Location
- Country: United States
- State: Oregon
- County: Linn

Physical characteristics
- Source: Cascade Range
- • location: Willamette National Forest
- • coordinates: 44°22′41″N 122°04′20″W﻿ / ﻿44.37806°N 122.07222°W
- • elevation: 4,456 ft (1,358 m)
- Mouth: McKenzie River
- • location: Trail Bridge Reservoir
- • coordinates: 44°16′22″N 122°02′58″W﻿ / ﻿44.27278°N 122.04944°W
- • elevation: 2,090 ft (640 m)
- • location: above Smith Reservoir, 4.4 miles (7.1 km) from the mouth

= Smith River (McKenzie River tributary) =

Smith River is a tributary of the McKenzie River in Linn County in the U.S. state of Oregon. It begins near Browder Ridge in the Cascade Range and flows generally south through the Willamette National Forest to meet the larger river at Trail Bridge Reservoir, about 82 mi upstream of the McKenzie's mouth on the Willamette River.
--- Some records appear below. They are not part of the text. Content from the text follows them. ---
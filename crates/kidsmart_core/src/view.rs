//! crates/kidsmart_core/src/view.rs
//!
//! Which screen is showing. A single `Navigator` owns the current `AppView`;
//! everything else reads it and asks the navigator to move.

use serde::{Deserialize, Serialize};

#[derive(Debug, Clone, Copy, PartialEq, Eq, Default, Serialize, Deserialize)]
pub enum TeacherTool {
    #[default]
    Menu,
    StoryCreator,
    LessonPlanner,
    FlashcardMaker,
}

#[derive(Debug, Clone, Copy, PartialEq, Eq, Default, Serialize, Deserialize)]
pub enum KidActivity {
    #[default]
    Menu,
    StoryTime,
    GameQuiz,
}

#[derive(Debug, Clone, Copy, PartialEq, Eq, Default, Serialize, Deserialize)]
pub enum AppView {
    #[default]
    Home,
    Teacher(TeacherTool),
    Kid(KidActivity),
}

/// What the caller must do after `Navigator::back`.
#[derive(Debug, Clone, Copy, PartialEq, Eq)]
pub enum BackEffect {
    None,
    /// A teacher tool was left: drop unsaved work, stop speech, zero timers.
    ResetTeacherWorkspace,
}

#[derive(Debug, Default)]
pub struct Navigator {
    view: AppView,
}

impl Navigator {
    pub fn new() -> Self {
        Self::default()
    }

    pub fn view(&self) -> AppView {
        self.view
    }

    pub fn enter_teacher(&mut self) {
        self.view = AppView::Teacher(TeacherTool::Menu);
    }

    pub fn enter_kid_zone(&mut self) {
        self.view = AppView::Kid(KidActivity::Menu);
    }

    /// Opens a teacher tool; ignored outside the teacher workspace.
    pub fn open_tool(&mut self, tool: TeacherTool) -> bool {
        match self.view {
            AppView::Teacher(_) => {
                self.view = AppView::Teacher(tool);
                true
            }
            _ => false,
        }
    }

    /// Opens a kid activity; ignored outside the kid zone.
    pub fn open_activity(&mut self, activity: KidActivity) -> bool {
        match self.view {
            AppView::Kid(_) => {
                self.view = AppView::Kid(activity);
                true
            }
            _ => false,
        }
    }

    /// One level up: tool or activity → its menu, menu → home.
    pub fn back(&mut self) -> BackEffect {
        match self.view {
            AppView::Home => BackEffect::None,
            AppView::Teacher(TeacherTool::Menu) | AppView::Kid(KidActivity::Menu) => {
                self.view = AppView::Home;
                BackEffect::None
            }
            AppView::Teacher(_) => {
                self.view = AppView::Teacher(TeacherTool::Menu);
                BackEffect::ResetTeacherWorkspace
            }
            AppView::Kid(_) => {
                self.view = AppView::Kid(KidActivity::Menu);
                BackEffect::None
            }
        }
    }
}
Three named tributaries enter Smith River, all from the right. From source to mouth, they are Gate, Browder, and Bunchgrass creeks.

==Lakes End campground==
About halfway through its course, Smith River enters Smith Reservoir, which covers 170 acre when filled to capacity. A United States Forest Service campground near the head of the lake is accessible only by boat from a launch at the south end of the reservoir, 1.8 mi away. The primitive campground, Lakes End, has 17 sites for tents. Amenities include toilets and picnic tables but no drinking water. The campground is generally open from May through September.

==Power plants==
Smith Reservoir functions as a holding tank for water used to generate electricity at two power plants along the McKenzie River. The Carmen–Smith Hydroelectric Project, owned by the Eugene Water and Electric Board, shunts water through a tunnel from the Carmen Diversion Reservoir on the upper McKenzie to Smith Reservoir, which has a bigger holding capacity. From there, water is piped from Smith Reservoir to the Carmen Power Plant. Water from the plant discharges into the Trail Bridge Reservoir then generates more electricity at the Trail Bridge Power Plant before returning to the McKenzie below Trail Bridge Dam. The project, about 70 mi east of Eugene, has a generating capacity of 114 megawatts (MW).